Very nice progress especially on the Shell sign application.
 

Espeefan

Well-Known Member
Here are a few more photos of my progress:

I painted and installed all of the doors and windows, but first I attached the signs. I especially liked the way the Shell Auto Oil sign turned out. Of course, it's on the back.

Here is the front view. When I weather I will get rid of the very white lines on the sides of the sign. I can see that my models can't stand up to close up photos, but it takes me long enough as it is and no one will get close enough to the layout to see this view.
I made the shades by painting a piece of paper and gluing on the inside wall.

Wow. I gotta stop with the closeups. It looks somewhat better at a distance.

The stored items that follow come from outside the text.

//! Prometheus 指标：推送结果、入口拒绝、重试次数、队列深度
//!
//! 通过 `init()` 安装全局 Recorder，通过 HTTP GET `/metrics` 暴露抓取端点。
//! 未初始化时各 `record_*` 调用为空操作。

use metrics_exporter_prometheus::PrometheusHandle;
use std::sync::OnceLock;

use crate::push::status::OutcomeKind;
use crate::push::types::Platform;

static HANDLE: OnceLock<PrometheusHandle> = OnceLock::new();

/// 指标名称
const COUNTER_PUSH_TOTAL: &str = "pushrelay_push_total";
const COUNTER_REJECTED_TOTAL: &str = "pushrelay_rejected_total";
const COUNTER_RETRY_TOTAL: &str = "pushrelay_retry_total";
const GAUGE_QUEUE_DEPTH: &str = "pushrelay_queue_depth";
const HISTOGRAM_QUEUE_WAIT: &str = "pushrelay_queue_wait_seconds";

/// 初始化 Prometheus 指标（安装全局 Recorder）。
/// 仅需在进程内调用一次；重复调用会返回 Err。
pub fn init() -> Result<(), Box<dyn std::error::Error + Send + Sync>> {
    let handle = metrics_exporter_prometheus::PrometheusBuilder::new().install_recorder()?;
    HANDLE
        .set(handle)
        .map_err(|_| "metrics already initialized")?;
    Ok(())
}

/// 是否已初始化
pub fn is_initialized() -> bool {
    HANDLE.get().is_some()
}

/// 渲染当前指标为 Prometheus 文本格式，供 GET /metrics 使用。
pub fn render_metrics() -> Option<String> {
    HANDLE.get().map(|h| h.render())
}

/// 记录一条终态结果
pub fn record_outcome(platform: Platform, kind: OutcomeKind) {
    metrics::counter!(
        COUNTER_PUSH_TOTAL,
        "platform" => platform.as_str(),
        "outcome" => kind.as_str()
    )
    .increment(1);
}

/// 记录入口拒绝（queue_full / invalid）
pub fn record_rejected(reason: &'static str) {
    metrics::counter!(COUNTER_REJECTED_TOTAL, "reason" => reason).increment(1);
}

/// 记录一次重新入队
pub fn record_retry(platform: Platform) {
    metrics::counter!(COUNTER_RETRY_TOTAL, "platform" => platform.as_str()).increment(1);
}

/// 更新队列深度（Gauge）
pub fn record_queue_depth(depth: usize) {
    metrics::gauge!(GAUGE_QUEUE_DEPTH).set(depth as f64);
}

/// 记录条目在队列中的等待时间
pub fn record_queue_wait(secs: f64) {
    metrics::histogram!(HISTOGRAM_QUEUE_WAIT).record(secs);
}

Again, my favorite side....the back.

The remaining side. I'll post more as I progress. Thanks for looking.
No model can stand close up photos! You always find things to fix. Nice work so far. Willie's Sharpie trick will work. I have another that you might like. I tone my signs down with chalk powder. I dry brush a little on the front of metal signs and the edges as well. This ages them and does a good job of portraying rust. I use Rembrandt chalk sticks and shave them with a #11 blade or a single edged razor blade. I keep a small box of colors suitable for this handy. The numbers are the catalog number for the colors. Careful how much you handle them after the chalk is applied.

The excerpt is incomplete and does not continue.